Earlier this year, ETH Zurich demonstrated how quadrotors tied to a pole with string could cooperate with each other to do some fairly impressive acrobatics. It was a lot of fun to watch, but it wasn’t exactly clear where it was headed as far as any sort of practical application. I mean, quadrotors on leashes? What could you possibly do with that?

We’ve seen aerial robots constructing things with rigid elements before, but that’s hard, because your localization and control has to be dead-nuts accurate, and the weight of the stuff that you’re hauling around puts severe limitations on the endurance. So the researchers—the project is a collaboration between ETH Zurich’s Institute for Dynamic Systems and Control and architecture firm Gramazio Kohler Research—decided to try something different.
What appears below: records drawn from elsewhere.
//! Companion TUI - Terminal surface for the learning-game companion
//!
//! Hosts the headless presenter from `companion-core` on an in-process
//! stage and draws it with half-block pixel art.
//!
//! # Architecture
//!
//! - **App**: Frame loop, key bindings, overlay panels
//! - **Render**: Stage tree to offscreen raster to terminal cells
//! - **Assets**: Optional pre-authored expression PNGs
//! - **Widgets**: Intro and stage-results cards

pub mod app;
pub mod assets;
pub mod render;
pub mod script;
pub mod theme;
pub mod widgets;

pub use app::App;
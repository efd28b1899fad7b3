//! Companion Expressions
//!
//! The fixed, closed set of moods the companion can show. An expression
//! selects both the static image (image mode) and the synthesized frame row
//! and looping animation (procedural mode).

use std::fmt;
use std::str::FromStr;

use serde::{Deserialize, Serialize};
use thiserror::Error;

/// One of the companion's moods
#[derive(Clone, Copy, Debug, PartialEq, Eq, Hash, Serialize, Deserialize)]
#[serde(rename_all = "lowercase")]
pub enum Expression {
    /// Waving hello
    Greet,
    /// Thumbs up
    Encourage,
    /// Hand to chin
    Think,
    /// Raised alert hand
    Warning,
    /// Both arms open
    Success,
}

/// Error returned when parsing an unknown expression name
#[derive(Debug, Error, PartialEq, Eq)]
#[error("unknown expression: {0}")]
pub struct UnknownExpression(pub String);

impl Expression {
    /// All expressions in sheet row order
    pub const ALL: [Expression; 5] = [
        Expression::Greet,
        Expression::Encourage,
        Expression::Think,
        Expression::Warning,
        Expression::Success,
    ];

    /// Lowercase name used in resource keys
    #[must_use]
    pub fn name(self) -> &'static str {
        match self {
            Self::Greet => "greet",
            Self::Encourage => "encourage",
            Self::Think => "think",
            Self::Warning => "warning",
            Self::Success => "success",
        }
    }

    /// Row of this expression in the synthesized sheet
    #[must_use]
    pub fn row(self) -> usize {
        match self {
            Self::Greet => 0,
            Self::Encourage => 1,
            Self::Think => 2,
            Self::Warning => 3,
            Self::Success => 4,
        }
    }

    /// Texture key of the pre-authored image for this expression
    #[must_use]
    pub fn image_key(self) -> String {
        format!("companion.{}", self.name())
    }

    /// Key of the synthesized looping animation for this expression
    #[must_use]
    pub fn animation_key(self) -> String {
        format!("companion.{}.loop", self.name())
    }

    /// Name of a synthesized frame within the sheet
    #[must_use]
    pub fn frame_name(self, index: usize) -> String {
        format!("{}-{}", self.name(), index)
    }

    /// Playback rate of the synthesized loop (frames per second)
    #[must_use]
    pub fn frame_rate(self) -> f32 {
        match self {
            Self::Greet => 6.0,
            Self::Encourage => 5.0,
            Self::Think => 3.0,
            Self::Warning => 7.0,
            Self::Success => 8.0,
        }
    }
}

impl fmt::Display for Expression {
    fn fmt(&self, f: &mut fmt::Formatter<'_>) -> fmt::Result {
        f.write_str(self.name())
    }
}

impl FromStr for Expression {
    type Err = UnknownExpression;

    fn from_str(s: &str) -> Result<Self, Self::Err> {
        let lowered = s.trim().to_lowercase();
        Self::ALL
            .into_iter()
            .find(|e| e.name() == lowered)
            .ok_or(UnknownExpression(s.to_string()))
    }
}
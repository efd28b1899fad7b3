//! TOML Configuration File Support
//!
//! Presenter tunables, loaded from `~/.config/companion/presenter.toml`.
//!
//! # Configuration Priority
//!
//! Configuration values are loaded with the following priority (highest first):
//! 1. CLI arguments (via [`ConfigOverrides`])
//! 2. Environment variables
//! 3. TOML configuration file
//! 4. Default values
//!
//! # XDG Base Directory Compliance
//!
//! - `$XDG_CONFIG_HOME/companion/presenter.toml` (typically `~/.config/companion/presenter.toml`)
//!
//! # Example Configuration
//!
//! ```toml
//! [presenter]
//! fade_ms = 600
//! top_offset = 278
//! bottom_margin = 90
//! caption_width_ratio = 0.8
//! caption_max_width = 420
//! resize_anchor = "stored"
//!
//! [motion]
//! preference = "reduced"
//! idle_period_ms = 2800
//! float_amplitude = 3.0
//!
//! [assets]
//! dir = "/usr/share/companion"
//! procedural = false
//! ```

use std::path::PathBuf;
use std::time::Duration;

use serde::{Deserialize, Serialize};
use thiserror::Error;

use crate::accessibility::{parse_motion_preference, MotionPreference, REDUCE_MOTION_ENV};

/// Fade duration override (milliseconds)
pub const FADE_MS_ENV: &str = "COMPANION_FADE_MS";
/// Idle loop period override (milliseconds)
pub const IDLE_PERIOD_ENV: &str = "COMPANION_IDLE_PERIOD_MS";
/// Pre-authored image directory
pub const ASSETS_DIR_ENV: &str = "COMPANION_ASSETS_DIR";

// =============================================================================
// Error Types
// =============================================================================

/// Errors that can occur when loading configuration
#[derive(Debug, Error)]
pub enum ConfigError {
    /// Failed to read config file
    #[error("Failed to read config file at {path}: {source}")]
    ReadError {
        /// The path that was attempted
        path: PathBuf,
        /// The underlying IO error
        source: std::io::Error,
    },

    /// Failed to parse TOML
    #[error("Failed to parse TOML config: {0}")]
    ParseError(#[from] toml::de::Error),

    /// Invalid configuration value
    #[error("Invalid configuration: {0}")]
    ValidationError(String),
}
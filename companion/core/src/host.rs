//! Host Runtime Seam
//!
//! The presenter and synthesizer never talk to a renderer directly. They are
//! written against these traits, which any scene runtime can implement:
//!
//! - [`Scene`] - retained nodes (groups, sprites, text, shapes) and viewport
//! - [`Tweens`] - property interpolation with easing, yoyo and repeat
//! - [`Timers`] - one-shot deferred calls
//! - [`Assets`] - textures, canvases, named frames and frame sequences
//!
//! # Events
//!
//! Completion callbacks are not closures. The host reports them as
//! [`HostEvent`] values and whoever owns the update loop hands each event to
//! the interested component (see `Presenter::handle_event`). This keeps all
//! presenter state single-owner with no shared interior mutability.

use std::time::Duration;

use serde::{Deserialize, Serialize};

use crate::animation::{FrameSequence, TweenSpec};
use crate::canvas::{Canvas, Color};

/// Handle to a scene node
#[derive(Clone, Copy, Debug, PartialEq, Eq, Hash, PartialOrd, Ord)]
pub struct NodeId(pub u64);

/// Handle to a running tween
#[derive(Clone, Copy, Debug, PartialEq, Eq, Hash, PartialOrd, Ord)]
pub struct TweenId(pub u64);

/// Handle to a pending deferred call
#[derive(Clone, Copy, Debug, PartialEq, Eq, Hash, PartialOrd, Ord)]
pub struct TimerId(pub u64);

/// Animatable node property
#[derive(Clone, Copy, Debug, PartialEq, Eq, Hash, Serialize, Deserialize)]
pub enum Property {
    /// Horizontal position relative to the parent
    X,
    /// Vertical position relative to the parent
    Y,
    /// Opacity, 0.0..=1.0
    Alpha,
    /// Horizontal scale
    ScaleX,
    /// Vertical scale
    ScaleY,
}

/// Pixel rectangle within a texture
#[derive(Clone, Copy, Debug, PartialEq, Eq, Hash, Serialize, Deserialize)]
pub struct FrameRect {
    pub x: u32,
    pub y: u32,
    pub width: u32,
    pub height: u32,
}

impl FrameRect {
    #[must_use]
    pub const fn new(x: u32, y: u32, width: u32, height: u32) -> Self {
        Self {
            x,
            y,
            width,
            height,
        }
    }
}

/// Styling for text nodes
#[derive(Clone, Debug, PartialEq)]
pub struct TextStyle {
    /// Glyph size in logical pixels
    pub size_px: f32,
    /// Fill color
    pub color: Color,
    /// Outline color and width, if any
    pub stroke: Option<(Color, f32)>,
    /// Word-wrap width in logical pixels
    pub wrap_width: f32,
}

/// Vector decoration drawn by the host
#[derive(Clone, Copy, Debug, PartialEq)]
pub enum Shape {
    /// Disc fading from `color` at the center to transparent at `radius`
    Glow { radius: f32, color: Color },
    /// Stroked circle outline
    Ring { radius: f32, color: Color, width: f32 },
}

/// What kind of node to create
///
/// Sprites and text are drawn centered horizontally on their position;
/// sprites are also centered vertically, text hangs down from it.
#[derive(Clone, Debug, PartialEq)]
pub enum NodeKind {
    /// Positioned container; children inherit its offset, alpha and visibility
    Group,
    /// Textured quad with a fixed display size
    Sprite {
        texture: String,
        frame: Option<String>,
        width: f32,
        height: f32,
    },
    /// Word-wrapped text block
    Text { content: String, style: TextStyle },
    /// Vector decoration
    Shape(Shape),
}

/// Callback-style notifications produced while the host advances
#[derive(Clone, Copy, Debug, PartialEq, Eq)]
pub enum HostEvent {
    /// A finite tween reached its end (never sent for infinite or stopped tweens)
    TweenCompleted(TweenId),
    /// A deferred call came due (never sent for cancelled timers)
    TimerFired(TimerId),
}

/// Retained scene graph
///
/// Operations on unknown or destroyed nodes are silently ignored.
pub trait Scene {
    /// Viewport size in logical pixels
    fn viewport(&self) -> (f32, f32);

    /// Create a node under `parent` (or at the root) at a local position
    fn spawn(&mut self, parent: Option<NodeId>, kind: NodeKind, x: f32, y: f32) -> NodeId;
    /// Destroy a node and all of its descendants
    fn destroy(&mut self, node: NodeId);
    /// Whether a node is still alive
    fn exists(&self, node: NodeId) -> bool;

    /// Write a property
    fn set(&mut self, node: NodeId, property: Property, value: f32);
    /// Read a property (`None` for unknown nodes)
    fn get(&self, node: NodeId, property: Property) -> Option<f32>;

    /// Show or hide a node and its subtree
    fn set_visible(&mut self, node: NodeId, visible: bool);
    /// Whether a node is flagged visible
    fn is_visible(&self, node: NodeId) -> bool;

    /// Point a sprite at a texture (and optionally a named frame), stopping playback
    fn set_texture(&mut self, node: NodeId, texture: &str, frame: Option<&str>);
    /// Start a registered frame sequence on a sprite; `false` when unknown
    fn play(&mut self, node: NodeId, animation: &str) -> bool;
    /// Change the wrap width of a text node
    fn set_wrap_width(&mut self, node: NodeId, width: f32);
}

/// Property interpolation scheduler
pub trait Tweens {
    /// Start a tween; start values are captured now
    fn add_tween(&mut self, spec: TweenSpec) -> TweenId;
    /// Stop a tween where it is; no completion event is sent
    fn stop_tween(&mut self, id: TweenId);
}

/// One-shot deferred calls
pub trait Timers {
    /// Schedule a `TimerFired` event after `delay`
    fn delayed_call(&mut self, delay: Duration) -> TimerId;
    /// Cancel a pending call; unknown ids are ignored
    fn cancel_timer(&mut self, id: TimerId);
}

/// Texture and animation registry
pub trait Assets {
    /// Drawing surface handed out by `create_canvas`
    type Canvas: Canvas;

    /// Whether a texture (image or canvas) is registered under `key`
    fn has_texture(&self, key: &str) -> bool;
    /// Register a blank canvas texture
    ///
    /// Returns `None` when `key` is already taken, so only the first caller
    /// ever gets to draw.
    fn create_canvas(&mut self, key: &str, width: u32, height: u32) -> Option<&mut Self::Canvas>;
    /// Name a region of a texture
    fn add_frame(&mut self, texture: &str, name: &str, rect: FrameRect);
    /// Whether a frame sequence is registered under `key`
    fn has_animation(&self, key: &str) -> bool;
    /// Register a frame sequence; returns `false` (and keeps the old one) on duplicates
    fn add_animation(&mut self, sequence: FrameSequence) -> bool;
}

/// Everything the presenter needs from its runtime
pub trait Host: Scene + Tweens + Timers + Assets {}

impl<T: Scene + Tweens + Timers + Assets> Host for T {}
Their idea of using rope (specifically, polyethylene fiber, which has a high strength-to-weight ratio) takes into account what quadrotors are good at, and for many applications (like lightweight bridges), tensile structures are as good as (or better than) rigid ones.

The bridge that the quadrotors wove spans a 7.4-meter gap using a total rope length of about 120 meters, and uses a variety of techniques that outdoorsy types are probably familiar with, including knots, links, and braiding. Each quadrotor carries a motorized spool that allows it to control the tension on the rope, and a plastic tube makes sure that the quadrotor doesn’t (fatally) entangle itself.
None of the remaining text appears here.